L’une d’elles s’avance, les bras croisés, me jetant un regard noir.
— Tu te prends pour qui pour repousser Dylan ? Tu ne lui arrives même pas à la cheville, claque-t-elle. Je ne sais pas ce que tu lui as fait pour qu’il commence à s’intéresser à toi, mais tu as intérêt à ne plus l’humilier comme ça.
Je reste sans voix un instant, choquée par son agressivité.
— Sinon quoi ?
— Sinon, on va refaire ton portrait, petite.

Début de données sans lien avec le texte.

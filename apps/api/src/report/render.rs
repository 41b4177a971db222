//! Markdown rendering of a finished report, as shown to the traveller.

use chrono::NaiveDate;

use crate::report::display::score_symbols;
use crate::report::extractor::ParsedReport;
use crate::report::requester::RawReport;
use crate::report::sections::SectionKey;

pub const DISCLAIMER: &str = "DISCLAIMER: Este relatório foi gerado por um agente de IA utilizando um modelo Gemini e buscas na web com base em publicações dos últimos 6-12 meses. \
A precisão e completude dependem das informações encontradas pela ferramenta de busca e da capacidade do modelo em interpretá-las e sintetizá-las. \
A pontuação é baseada na interpretação do modelo e das informações encontradas. \
A situação em um destino pode mudar rapidamente. \
Sempre faça sua própria pesquisa adicional, consulte fontes oficiais de viagem e avalie os riscos com base nas suas circunstâncias pessoais antes de viajar.";

/// Sections in the order they are displayed (summary first), with heading and placeholder.
const DISPLAY_ORDER: [(SectionKey, &str, &str); 4] = [
    (
        SectionKey::Summary,
        "Visão geral",
        "Resumo geral não encontrado na resposta.",
    ),
    (
        SectionKey::Justification,
        "Justificativa da nota",
        "Justificativa da nota não encontrada na resposta.",
    ),
    (
        SectionKey::SafetyAlerts,
        "Alertas de Segurança",
        "Alertas de segurança não encontrados na resposta.",
    ),
    (
        SectionKey::LocalTips,
        "Dicas Locais LGBT+",
        "Dicas locais LGBT+ não encontradas na resposta.",
    ),
];

/// Renders the whole report page. Failures render as a single error paragraph.
pub fn render_markdown(
    destination: &str,
    raw: &RawReport,
    parsed: &ParsedReport,
    searched_on: NaiveDate,
) -> String {
    let mut out = format!(
        "### 🔍 O que sabemos sobre {}\n\n*Data da busca: {}*\n\n---\n\n",
        capitalize(destination),
        searched_on.format("%Y-%m-%d")
    );

    let text = raw.text();
    if raw.failure().is_some() || text.trim().is_empty() {
        out.push_str(&format!(
            "**Não foi possível exibir o relatório:** {text}\n"
        ));
        return out;
    }

    out.push_str(&score_line(parsed.score));
    out.push_str("\n\n---\n\n");

    for (key, heading, placeholder) in DISPLAY_ORDER {
        match parsed.section(key) {
            Some(body) => out.push_str(&format!("#### **{heading}**\n\n{body}\n\n---\n\n")),
            None => out.push_str(&format!("*({placeholder})*\n\n")),
        }
    }

    out.push_str("---\n\n");
    out.push_str(&format!("*{DISCLAIMER}*\n"));
    out
}

fn score_line(score: Option<f64>) -> String {
    let symbols = score_symbols(score);
    match score {
        Some(score) => format!("### **Pontuação LGBT+ Friendly: {score:.1}/5 {symbols}**"),
        None => format!("### **Pontuação LGBT+ Friendly: Indisponível {symbols}**"),
    }
}

/// First character upper-cased, the rest lower-cased.
fn capitalize(text: &str) -> String {
    let mut chars = text.chars();
    match chars.next() {
        Some(first) => first
            .to_uppercase()
            .chain(chars.flat_map(char::to_lowercase))
            .collect(),
        None => String::new(),
    }
}
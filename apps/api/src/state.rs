use std::sync::Arc;

use crate::config::Config;
use crate::llm_client::GenerativeModel;

/// Shared application state injected into all route handlers via Axum extractors.
/// Immutable after startup; requests share nothing mutable.
#[derive(Clone)]
pub struct AppState {
    /// Pluggable model backend. Default: GeminiClient.
    pub model: Arc<dyn GenerativeModel>,
    pub config: Config,
}
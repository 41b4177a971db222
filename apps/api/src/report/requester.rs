//! Report Requester — builds the safety prompt and makes the single search-augmented LLM call.
//!
//! Never returns an error: every outcome, including a missing credential or a failed
//! transport, comes back as a displayable `RawReport`.

use std::borrow::Cow;

use thiserror::Error;
use tracing::{error, info, warn};

use crate::llm_client::prompts::{NO_EMOJI_INSTRUCTION, RECENCY_INSTRUCTION};
use crate::llm_client::{
    GenerateContentRequest, GenerateContentResponse, GenerativeModel, Tool, MODEL,
};
use crate::report::gender::GrammaticalGender;
use crate::report::prompts::REPORT_PROMPT_TEMPLATE;
use crate::report::sections::{SectionKey, SCORE_LABEL, SCORE_LINE_FORMAT};

/// One user submission.
#[derive(Debug, Clone)]
pub struct ReportRequest {
    pub destination: String,
    pub gender_identity: String,
    /// `None` or blank means the operator never configured a credential.
    pub api_key: Option<String>,
}

/// Why a report could not be produced. `Display` is the user-facing text.
#[derive(Debug, Clone, PartialEq, Error)]
pub enum ReportFailure {
    #[error("ERRO: A chave da API Gemini não foi configurada. Defina GEMINI_API_KEY nas configurações do servidor.")]
    Configuration,

    #[error("ERRO: Não foi possível gerar o relatório para '{destination}' devido a um problema na API Gemini: {detail}")]
    Provider { destination: String, detail: String },

    #[error("ERRO: Não foi possível gerar o relatório.{diagnostic}")]
    EmptyResponse { diagnostic: String },
}

/// What the model produced for one request, or why it produced nothing usable.
#[derive(Debug, Clone, PartialEq)]
pub enum RawReport {
    Text(String),
    Failure(ReportFailure),
}

impl RawReport {
    /// The displayable body: the model's text, or the `ERRO:`-prefixed failure message.
    pub fn text(&self) -> Cow<'_, str> {
        match self {
            RawReport::Text(text) => Cow::Borrowed(text),
            RawReport::Failure(failure) => Cow::Owned(failure.to_string()),
        }
    }

    pub fn failure(&self) -> Option<&ReportFailure> {
        match self {
            RawReport::Text(_) => None,
            RawReport::Failure(failure) => Some(failure),
        }
    }
}

/// Assembles the instruction document for one destination and gender identity.
///
/// User values are substituted last so that braces inside them are never
/// mistaken for template placeholders.
pub fn build_report_prompt(destination: &str, gender_identity: &str) -> String {
    let gender = GrammaticalGender::classify(gender_identity);

    REPORT_PROMPT_TEMPLATE
        .replace("{recency_instruction}", RECENCY_INSTRUCTION)
        .replace("{gender_instruction}", gender.instruction())
        .replace("{no_emoji_instruction}", NO_EMOJI_INSTRUCTION)
        .replace("{score_label}", SCORE_LABEL)
        .replace("{score_format}", SCORE_LINE_FORMAT)
        .replace("{justification_label}", SectionKey::Justification.label())
        .replace("{summary_label}", SectionKey::Summary.label())
        .replace("{alerts_label}", SectionKey::SafetyAlerts.label())
        .replace("{tips_label}", SectionKey::LocalTips.label())
        .replace("{gender_identity}", gender_identity)
        .replace("{destination}", destination)
}

/// Generates a raw safety report: one attempt, no retries, no caching.
///
/// A missing credential short-circuits before the prompt is even built.
pub async fn generate_report(model: &dyn GenerativeModel, request: &ReportRequest) -> RawReport {
    let Some(api_key) = request
        .api_key
        .as_deref()
        .filter(|key| !key.trim().is_empty())
    else {
        warn!("Report requested but no Gemini API key is configured");
        return RawReport::Failure(ReportFailure::Configuration);
    };

    info!(
        "Using model '{}' to analyse '{}' (register: {:?})",
        MODEL,
        request.destination,
        GrammaticalGender::classify(&request.gender_identity)
    );

    let prompt = build_report_prompt(&request.destination, &request.gender_identity);
    let payload = GenerateContentRequest::user_prompt(prompt).with_tool(Tool::google_search());

    match model.generate_content(api_key, MODEL, &payload).await {
        Ok(response) => match response.text() {
            Some(text) => {
                info!(
                    "Report for '{}' received ({} chars)",
                    request.destination,
                    text.len()
                );
                RawReport::Text(text)
            }
            None => {
                let diagnostic = describe_empty_response(&request.destination, &response);
                warn!(
                    "Model returned no usable text for '{}':{}",
                    request.destination, diagnostic
                );
                RawReport::Failure(ReportFailure::EmptyResponse { diagnostic })
            }
        },
        Err(e) => {
            error!("Gemini API call failed for '{}': {e}", request.destination);
            RawReport::Failure(ReportFailure::Provider {
                destination: request.destination.clone(),
                detail: e.to_string(),
            })
        }
    }
}

/// Explains an empty response using whatever metadata the provider exposed.
fn describe_empty_response(destination: &str, response: &GenerateContentResponse) -> String {
    let mut diagnostic = String::new();

    if let Some(candidate) = response.candidates.first() {
        if let Some(reason) = &candidate.finish_reason {
            diagnostic.push_str(&format!(" Motivo da finalização: {reason}."));
        }
        if !candidate.safety_ratings.is_empty() {
            let ratings: Vec<String> = candidate
                .safety_ratings
                .iter()
                .map(|r| r.to_string())
                .collect();
            diagnostic.push_str(&format!(
                " Classificações de segurança: {}.",
                ratings.join(", ")
            ));
        }
    } else if let Some(reason) = response
        .prompt_feedback
        .as_ref()
        .and_then(|f| f.block_reason.as_deref())
    {
        diagnostic.push_str(&format!(" Prompt bloqueado pelo provedor: {reason}."));
    }

    if diagnostic.is_empty() {
        diagnostic = format!(" O modelo retornou uma resposta vazia para '{destination}'.");
    }

    diagnostic
}
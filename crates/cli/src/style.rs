//! Terminal styling for command output.

use console::Style;

use scmbridge_core::BackendKind;

/// Success line (green with checkmark).
pub fn success(msg: &str) -> String {
    let style = Style::new().green();
    format!("{} {}", style.apply_to("✓"), msg)
}

/// Error line (red with cross).
pub fn error(msg: &str) -> String {
    let style = Style::new().red();
    format!("{} {}", style.apply_to("✗"), msg)
}

/// Warning line (yellow).
pub fn warn(msg: &str) -> String {
    let style = Style::new().yellow();
    format!("{} {}", style.apply_to("⚠"), msg)
}

pub fn dim(msg: &str) -> String {
    Style::new().dim().apply_to(msg).to_string()
}

/// Backend label: svn in blue, git in green.
pub fn backend(kind: BackendKind) -> String {
    let style = match kind {
        BackendKind::Svn => Style::new().blue().bold(),
        BackendKind::Git => Style::new().green().bold(),
    };
    style.apply_to(kind.name()).to_string()
}
//! Binary payloads: git's base85 + zlib `literal`/`delta` blocks and the
//! whole-file base64 bodies found in svn patches.

use std::io::Read;

use flate2::read::ZlibDecoder;
use tracing::debug;

use crate::errors::PatchError;

use super::{BinaryPayload, FileChange, GitBinaryHunk, Planned};

/// Digit alphabet of git's base85 encoding.
const ALPHABET: &[u8; 85] =
    b"0123456789ABCDEFGHIJKLMNOPQRSTUVWXYZabcdefghijklmnopqrstuvwxyz!#$%&()*+-;<=>?@^_`{|}~";

/// Largest up-front allocation for a delta result; the size header is
/// untrusted.
const MAX_DELTA_PREALLOC: usize = 1 << 24;

fn digit_value(c: u8) -> Option<u32> {
    ALPHABET.iter().position(|&a| a == c).map(|p| p as u32)
}

/// Decode one line of a binary block: a length character (`A`-`Z` for
/// 1-26 bytes, `a`-`z` for 27-52) followed by groups of five digits.
pub fn decode_line(line: &str) -> Result<Vec<u8>, String> {
    let bytes = line.as_bytes();
    let (&len_char, digits) = bytes
        .split_first()
        .ok_or_else(|| "empty binary line".to_string())?;
    let len = match len_char {
        b'A'..=b'Z' => (len_char - b'A') as usize + 1,
        b'a'..=b'z' => (len_char - b'a') as usize + 27,
        other => return Err(format!("bad length character '{}'", other as char)),
    };
    if digits.len() % 5 != 0 || digits.len() / 5 * 4 < len {
        return Err(format!(
            "line carries {} digits, too few for {} bytes",
            digits.len(),
            len
        ));
    }

    let mut out = Vec::with_capacity(digits.len() / 5 * 4);
    for group in digits.chunks(5) {
        let mut acc: u64 = 0;
        for &c in group {
            let value = digit_value(c).ok_or_else(|| format!("invalid base85 digit '{}'", c as char))?;
            acc = acc * 85 + u64::from(value);
        }
        let word = u32::try_from(acc).map_err(|_| "base85 group overflows 32 bits".to_string())?;
        out.extend_from_slice(&word.to_be_bytes());
    }
    out.truncate(len);
    Ok(out)
}

pub fn inflate(data: &[u8]) -> Result<Vec<u8>, String> {
    let mut out = Vec::new();
    ZlibDecoder::new(data)
        .read_to_end(&mut out)
        .map_err(|e| format!("zlib: {}", e))?;
    Ok(out)
}

/// Decode a `literal N` / `delta N` header and its data lines.
pub fn decode_block(header: &str, lines: &[&str]) -> Result<GitBinaryHunk, String> {
    let mut parts = header.split_whitespace();
    let kind = parts.next().unwrap_or_default();
    let size: usize = parts
        .next()
        .and_then(|s| s.parse().ok())
        .ok_or_else(|| format!("bad binary block header '{}'", header))?;

    let mut compressed = Vec::new();
    for line in lines {
        compressed.extend(decode_line(line)?);
    }
    let data = inflate(&compressed)?;
    if data.len() != size {
        return Err(format!(
            "{} block inflates to {} bytes, header says {}",
            kind,
            data.len(),
            size
        ));
    }
    match kind {
        "literal" => Ok(GitBinaryHunk::Literal(data)),
        "delta" => Ok(GitBinaryHunk::Delta(data)),
        other => Err(format!("unknown binary block type '{}'", other)),
    }
}

fn read_varint(delta: &[u8], pos: &mut usize) -> Result<usize, String> {
    let mut value = 0usize;
    let mut shift = 0;
    loop {
        let byte = *delta.get(*pos).ok_or_else(|| "truncated delta header".to_string())?;
        *pos += 1;
        value |= usize::from(byte & 0x7f) << shift;
        shift += 7;
        if byte & 0x80 == 0 {
            return Ok(value);
        }
        if shift > 56 {
            return Err("delta size too large".into());
        }
    }
}

/// Apply a git delta to `base`.
///
/// The delta starts with the source and target sizes, followed by copy
/// opcodes (high bit set: offset and size bytes selected by the low bits,
/// size 0 meaning 0x10000) and insert opcodes (1-127 literal bytes).
pub fn apply_delta(base: &[u8], delta: &[u8]) -> Result<Vec<u8>, String> {
    let mut pos = 0;
    let source_size = read_varint(delta, &mut pos)?;
    if source_size != base.len() {
        return Err(format!(
            "delta expects a {} byte source, file has {} bytes",
            source_size,
            base.len()
        ));
    }
    let target_size = read_varint(delta, &mut pos)?;
    // Each opcode byte yields at most 0x10000 bytes.
    let bound = delta.len().saturating_mul(0x10000).min(MAX_DELTA_PREALLOC);
    let mut out = Vec::with_capacity(target_size.min(bound));

    while pos < delta.len() {
        let op = delta[pos];
        pos += 1;
        if op & 0x80 != 0 {
            let mut next = |present: bool, shift: u32| -> Result<usize, String> {
                if !present {
                    return Ok(0);
                }
                let byte = *delta.get(pos).ok_or_else(|| "truncated copy opcode".to_string())?;
                pos += 1;
                Ok(usize::from(byte) << shift)
            };
            let mut offset = 0;
            offset |= next(op & 0x01 != 0, 0)?;
            offset |= next(op & 0x02 != 0, 8)?;
            offset |= next(op & 0x04 != 0, 16)?;
            offset |= next(op & 0x08 != 0, 24)?;
            let mut size = 0;
            size |= next(op & 0x10 != 0, 0)?;
            size |= next(op & 0x20 != 0, 8)?;
            size |= next(op & 0x40 != 0, 16)?;
            if size == 0 {
                size = 0x10000;
            }
            let end = offset
                .checked_add(size)
                .filter(|&end| end <= base.len())
                .ok_or_else(|| "copy opcode reads past the source".to_string())?;
            out.extend_from_slice(&base[offset..end]);
        } else if op != 0 {
            let end = pos + usize::from(op);
            let bytes = delta
                .get(pos..end)
                .ok_or_else(|| "truncated insert opcode".to_string())?;
            out.extend_from_slice(bytes);
            pos = end;
        } else {
            return Err("unexpected delta opcode 0".into());
        }
    }

    if out.len() != target_size {
        return Err(format!(
            "delta produced {} bytes, expected {}",
            out.len(),
            target_size
        ));
    }
    Ok(out)
}

fn realize(path: &str, hunk: &GitBinaryHunk, base: &[u8]) -> Result<Vec<u8>, PatchError> {
    match hunk {
        GitBinaryHunk::Literal(data) => Ok(data.clone()),
        GitBinaryHunk::Delta(delta) => {
            apply_delta(base, delta).map_err(|detail| PatchError::conflict(path, detail))
        }
    }
}

/// Decide what a binary file patch does given the current file contents.
pub(crate) fn plan(
    path: &str,
    change: FileChange,
    current: Option<&[u8]>,
    payload: &BinaryPayload,
) -> Result<Planned, PatchError> {
    match payload {
        BinaryPayload::SvnBase64(data) => match current {
            Some(existing) if existing == data.as_slice() => Err(PatchError::conflict(
                path,
                "binary file already has the patched contents",
            )),
            _ => Ok(Planned::Write {
                path: path.to_string(),
                contents: data.clone(),
                created: current.is_none(),
            }),
        },
        BinaryPayload::Git { forward, reverse } => match (change, current) {
            (FileChange::Create, Some(_)) => {
                Err(PatchError::conflict(path, "binary file to create already exists"))
            }
            (FileChange::Create, None) => Ok(Planned::Write {
                path: path.to_string(),
                contents: realize(path, forward, &[])?,
                created: true,
            }),
            (_, None) => Err(PatchError::conflict(path, "binary file does not exist")),
            (change, Some(existing)) => {
                let new = realize(path, forward, existing)?;
                if let Some(reverse) = reverse {
                    let old = realize(path, reverse, &new)?;
                    if old != existing {
                        return Err(PatchError::conflict(
                            path,
                            "binary file contents do not match the patch",
                        ));
                    }
                }
                debug!(path, bytes = new.len(), "binary patch verified");
                if change == FileChange::Delete {
                    Ok(Planned::Delete {
                        path: path.to_string(),
                    })
                } else {
                    Ok(Planned::Write {
                        path: path.to_string(),
                        contents: new,
                        created: false,
                    })
                }
            }
        },
    }
}
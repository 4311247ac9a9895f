//! scmbridge command-line tool.
//!
//! Detects the Subversion or Git checkout around a directory and exposes
//! the backend operations and the patch engine as subcommands.

mod style;

use std::io::Write;
use std::path::{Path, PathBuf};
use std::process::ExitCode;

use anyhow::{anyhow, Context, Result};
use clap::{Parser, Subcommand};
use tracing_subscriber::EnvFilter;

use scmbridge_core::config::ScmConfig;
use scmbridge_core::scm::home_directory;
use scmbridge_core::{
    find_checkout, Backend, Checkout, Detector, LocalCommits, Patch, PatchError, Revision,
    ScmError,
};

// ---------------------------------------------------------------------------
// CLI argument definitions
// ---------------------------------------------------------------------------

/// Uniform Subversion / Git checkout tool.
#[derive(Parser, Debug)]
#[command(
    name = "scmbridge",
    version,
    about = "Inspect and patch Subversion and Git checkouts through one interface"
)]
struct Cli {
    /// Directory inside the checkout to operate on.
    #[arg(short = 'C', long = "directory", global = true, default_value = ".")]
    directory: PathBuf,

    /// Configuration file (defaults to <checkout>/.scmbridge.toml).
    #[arg(short, long, global = true)]
    config: Option<PathBuf>,

    /// Increase log verbosity (-v info, -vv debug).
    #[arg(short, long, global = true, action = clap::ArgAction::Count)]
    verbose: u8,

    /// Print list and report output as JSON.
    #[arg(long, global = true)]
    json: bool,

    #[command(subcommand)]
    command: Commands,
}

#[derive(Subcommand, Debug)]
enum Commands {
    /// Show which backend manages the checkout and where its root is.
    Detect,

    /// List changed files.
    ChangedFiles {
        /// Only files scheduled for addition.
        #[arg(long, conflicts_with = "revision")]
        added: bool,

        /// Files touched by this revision instead of the working tree.
        #[arg(short, long)]
        revision: Option<Revision>,
    },

    /// Print a file as it was at a revision.
    Contents { path: String, revision: Revision },

    /// Print a diff of local changes, or of one revision.
    Diff {
        #[arg(short, long)]
        revision: Option<Revision>,
    },

    /// Apply a patch file to the checkout.
    ApplyPatch {
        file: PathBuf,

        /// Treat already-applied hunks as conflicts.
        #[arg(long)]
        force: bool,

        /// Reviewer name substituted into new ChangeLog entries.
        #[arg(long)]
        reviewer: Option<String>,

        #[arg(long)]
        bug_id: Option<String>,
    },

    /// Undo a committed revision in the working tree.
    ReverseDiff { revision: Revision },

    /// Restore files to their committed state.
    Revert {
        #[arg(required = true)]
        paths: Vec<String>,
    },

    /// Drop every local change, including added files.
    Clean,

    /// Commit local changes.
    Commit {
        #[arg(short, long)]
        message: String,

        #[arg(long)]
        username: Option<String>,

        #[arg(long)]
        dry_run: bool,
    },

    /// Print the commit message built from modified ChangeLogs.
    CommitMessage,

    /// Print the bug number linked from a revision's commit log.
    BugId { revision: Revision },

    /// Resolve commitish arguments to commit ids (git only).
    CommitIds { commitish: Vec<String> },

    /// List local commits not yet pushed upstream (git only).
    LocalCommits,

    /// Check for stored credentials for the configured server realm.
    HasAuth {
        /// Home directory to search (defaults to the current user's).
        #[arg(long)]
        home: Option<PathBuf>,
    },

    /// Generate a default configuration file.
    Init {
        /// Output path for the generated config file.
        #[arg(short, long, default_value = "./.scmbridge.toml")]
        output: PathBuf,
    },
}

// ---------------------------------------------------------------------------
// Main
// ---------------------------------------------------------------------------

fn main() -> ExitCode {
    let cli = Cli::parse();
    init_logging(cli.verbose);

    match run(cli) {
        Ok(()) => ExitCode::SUCCESS,
        Err(e) => {
            eprintln!("{}", style::error(&format!("{:#}", e)));
            if needs_update(&e) {
                eprintln!(
                    "{}",
                    style::warn("the checkout is out of date; update it and retry")
                );
                return ExitCode::from(2);
            }
            ExitCode::FAILURE
        }
    }
}

fn init_logging(verbose: u8) {
    let filter = match verbose {
        0 => EnvFilter::try_from_default_env().unwrap_or_else(|_| EnvFilter::new("warn")),
        1 => EnvFilter::new("info"),
        _ => EnvFilter::new("debug"),
    };
    tracing_subscriber::fmt()
        .with_env_filter(filter)
        .with_target(false)
        .without_time()
        .with_writer(std::io::stderr)
        .init();
}

fn needs_update(err: &anyhow::Error) -> bool {
    err.chain().any(|cause| {
        if let Some(scm) = cause.downcast_ref::<ScmError>() {
            return scm.is_needs_update();
        }
        matches!(
            cause.downcast_ref::<PatchError>(),
            Some(PatchError::Scm(scm)) if scm.is_needs_update()
        )
    })
}

fn run(cli: Cli) -> Result<()> {
    if let Commands::Init { output } = &cli.command {
        return cmd_init(output);
    }

    let backend = open_backend(&cli.directory, cli.config.as_deref())?;
    let json = cli.json;

    match cli.command {
        Commands::Detect => cmd_detect(&backend, json),
        Commands::ChangedFiles { added, revision } => {
            let files = match (added, revision) {
                (true, _) => backend.added_files()?,
                (false, Some(rev)) => backend.changed_files_for_revision(&rev)?,
                (false, None) => backend.changed_files()?,
            };
            print_list(&files, json)
        }
        Commands::Contents { path, revision } => {
            let bytes = backend
                .contents_at_revision(&path, &revision)
                .with_context(|| format!("failed to read {} at {}", path, revision))?;
            std::io::stdout()
                .write_all(&bytes)
                .context("failed to write to stdout")?;
            Ok(())
        }
        Commands::Diff { revision } => {
            let diff = match revision {
                Some(rev) => backend.diff_for_revision(&rev)?,
                None => backend.create_patch()?,
            };
            print!("{}", diff);
            Ok(())
        }
        Commands::ApplyPatch {
            file,
            force,
            reviewer,
            bug_id,
        } => cmd_apply_patch(backend, &file, force, reviewer, bug_id, json),
        Commands::ReverseDiff { revision } => {
            Checkout::new(backend)
                .apply_reverse_diff(&revision)
                .with_context(|| format!("failed to reverse revision {}", revision))?;
            println!("{}", style::success(&format!("reversed {}", revision)));
            Ok(())
        }
        Commands::Revert { paths } => {
            let refs: Vec<&str> = paths.iter().map(String::as_str).collect();
            backend.revert_files(&refs)?;
            println!("{}", style::success(&format!("reverted {} path(s)", refs.len())));
            Ok(())
        }
        Commands::Clean => {
            backend.clean_working_directory()?;
            println!("{}", style::success("working directory is clean"));
            Ok(())
        }
        Commands::Commit {
            message,
            username,
            dry_run,
        } => cmd_commit(&backend, &message, username.as_deref(), dry_run),
        Commands::CommitMessage => {
            let message = Checkout::new(backend).commit_message_for_this_commit()?;
            print!("{}", message);
            Ok(())
        }
        Commands::BugId { revision } => {
            match Checkout::new(backend).bug_id_for_revision(&revision)? {
                Some(id) => println!("{}", id),
                None => anyhow::bail!("no bug link in the commit log of {}", revision),
            }
            Ok(())
        }
        Commands::CommitIds { commitish } => {
            let args: Vec<&str> = commitish.iter().map(String::as_str).collect();
            let ids = local_commits(&backend)?.commit_ids_from_commitish_arguments(&args)?;
            print_list(&ids, json)
        }
        Commands::LocalCommits => {
            let commits = local_commits(&backend)?.local_commits()?;
            print_list(&commits, json)
        }
        Commands::HasAuth { home } => {
            let home = match home {
                Some(home) => home,
                None => home_directory()?,
            };
            let realm = &backend.config().svn.server_realm;
            if backend.has_authorization_for_realm(&home)? {
                println!("{}", style::success(&format!("credentials stored for {}", realm)));
                Ok(())
            } else {
                anyhow::bail!("no stored credentials for {} under {}", realm, home.display())
            }
        }
        Commands::Init { .. } => Ok(()),
    }
}

// ---------------------------------------------------------------------------
// Helpers
// ---------------------------------------------------------------------------

fn open_backend(directory: &Path, config_path: Option<&Path>) -> Result<Backend> {
    let found = find_checkout(directory)
        .with_context(|| format!("cannot use {}", directory.display()))?;
    let config = match config_path {
        Some(path) => ScmConfig::load_and_resolve(path)
            .with_context(|| format!("failed to load configuration {}", path.display()))?,
        None => ScmConfig::discover(&found.root).context("failed to load checkout configuration")?,
    };
    let backend = Detector::default().detect(&found.root, config)?;
    Ok(backend)
}

fn local_commits(backend: &Backend) -> Result<&dyn LocalCommits> {
    backend.as_local_commits().ok_or_else(|| {
        anyhow!(ScmError::Unsupported {
            backend: backend.display_name(),
            operation: "local commits",
        })
    })
}

fn print_list(items: &[String], json: bool) -> Result<()> {
    if json {
        println!("{}", serde_json::to_string_pretty(items)?);
    } else {
        for item in items {
            println!("{}", item);
        }
    }
    Ok(())
}

// ---------------------------------------------------------------------------
// Subcommand implementations
// ---------------------------------------------------------------------------

fn cmd_detect(backend: &Backend, json: bool) -> Result<()> {
    if json {
        let value = serde_json::json!({
            "backend": backend.kind(),
            "root": backend.root(),
            "supports_local_commits": backend.supports_local_commits(),
        });
        println!("{}", serde_json::to_string_pretty(&value)?);
    } else {
        println!(
            "{} checkout at {}",
            style::backend(backend.kind()),
            backend.root().display()
        );
    }
    Ok(())
}

fn cmd_apply_patch(
    backend: Backend,
    file: &Path,
    force: bool,
    reviewer: Option<String>,
    bug_id: Option<String>,
    json: bool,
) -> Result<()> {
    let mut patch = Patch::from_file(file)
        .with_context(|| format!("failed to read patch {}", file.display()))?;
    patch.reviewer = reviewer;
    patch.bug_id = bug_id;

    let report = Checkout::new(backend)
        .apply_patch(&patch, force)
        .with_context(|| format!("failed to apply {}", file.display()))?;

    if json {
        println!("{}", serde_json::to_string_pretty(&report)?);
        return Ok(());
    }
    for path in &report.applied {
        println!("{}", style::success(&format!("patched {}", path)));
    }
    for path in &report.added {
        println!("{}", style::success(&format!("added   {}", path)));
    }
    for path in &report.deleted {
        println!("{}", style::success(&format!("deleted {}", path)));
    }
    for path in &report.skipped {
        println!("{}", style::warn(&format!("skipped {} (already applied)", path)));
    }
    if report.applied.is_empty()
        && report.added.is_empty()
        && report.deleted.is_empty()
        && report.skipped.is_empty()
    {
        println!("{}", style::dim("patch contained no changes"));
    }
    Ok(())
}

fn cmd_commit(
    backend: &Backend,
    message: &str,
    username: Option<&str>,
    dry_run: bool,
) -> Result<()> {
    let text = backend
        .commit_with_message(message, username, dry_run)
        .context("commit failed")?;
    print!("{}", text);
    if !text.ends_with('\n') {
        println!();
    }
    match backend.revision_from_commit_text(&text) {
        Some(revision) => println!("{}", style::success(&format!("revision {}", revision))),
        None => println!("{}", style::dim("no revision number in commit output")),
    }
    Ok(())
}

fn cmd_init(output: &Path) -> Result<()> {
    if output.exists() {
        anyhow::bail!(
            "file already exists: {}. Use a different path or remove the existing file.",
            output.display()
        );
    }

    std::fs::write(output, ScmConfig::default_template()).context("failed to write config file")?;

    println!("Default configuration written to {}", output.display());
    println!();
    println!("Next steps:");
    println!("  1. Adjust tool paths and ChangeLog names for your checkout");
    println!("  2. Check detection with: scmbridge detect");
    Ok(())
}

Je ne montre aucun signe de peur, pourtant je devrais.
— Faites-le alors. Et pendant qu’on y est, dites-lui de me laisser tranquille, ça m’arrangerait.
L’une des filles éclate de rire, un son froid et moqueur.
— Tu te prends pour qui, sérieusement ? Depuis des années, tu lui cours après, et maintenant, tu joues les indifférentes ? C’est une nouvelle stratégie pour l’avoir ? Quoi qu’il en soit, reste loin de lui.
— Vous pouvez le garder, il ne m’intéresse pas, rétorqué-je calmement. Maintenant, si vous avez fini, vous pouvez sortir ? J’aimerais me changer.
Leur chef, sans que je m’y attende, lève la main et me gifle violemment.
— Ceci est juste un avertissement.
Ses acolytes éclatent de rire, puis elles quittent la pièce. Je reste figée, les joues brûlantes, à la fois de douleur et d’humiliation.
Je me tourne vers le miroir et constate que ma joue a déjà enflé. Les larmes montent, mais je les ravale. Victoire entre à cet instant et s’arrête net en me voyant.
— Qu’est-ce qui s’est passé ?
Je lui explique tout, la voix tremblante. Elle insiste pour que je signale l’incident au surveillant général, mais je secoue la tête.
— Laisse tomber. Ça ne changera rien.
Elle reste silencieuse un moment, puis pose une main rassurante sur mon épaule.
— Tu mérites mieux que tout ça, murmure-t-elle.
Mais en cet instant, je ne suis sûre de rien.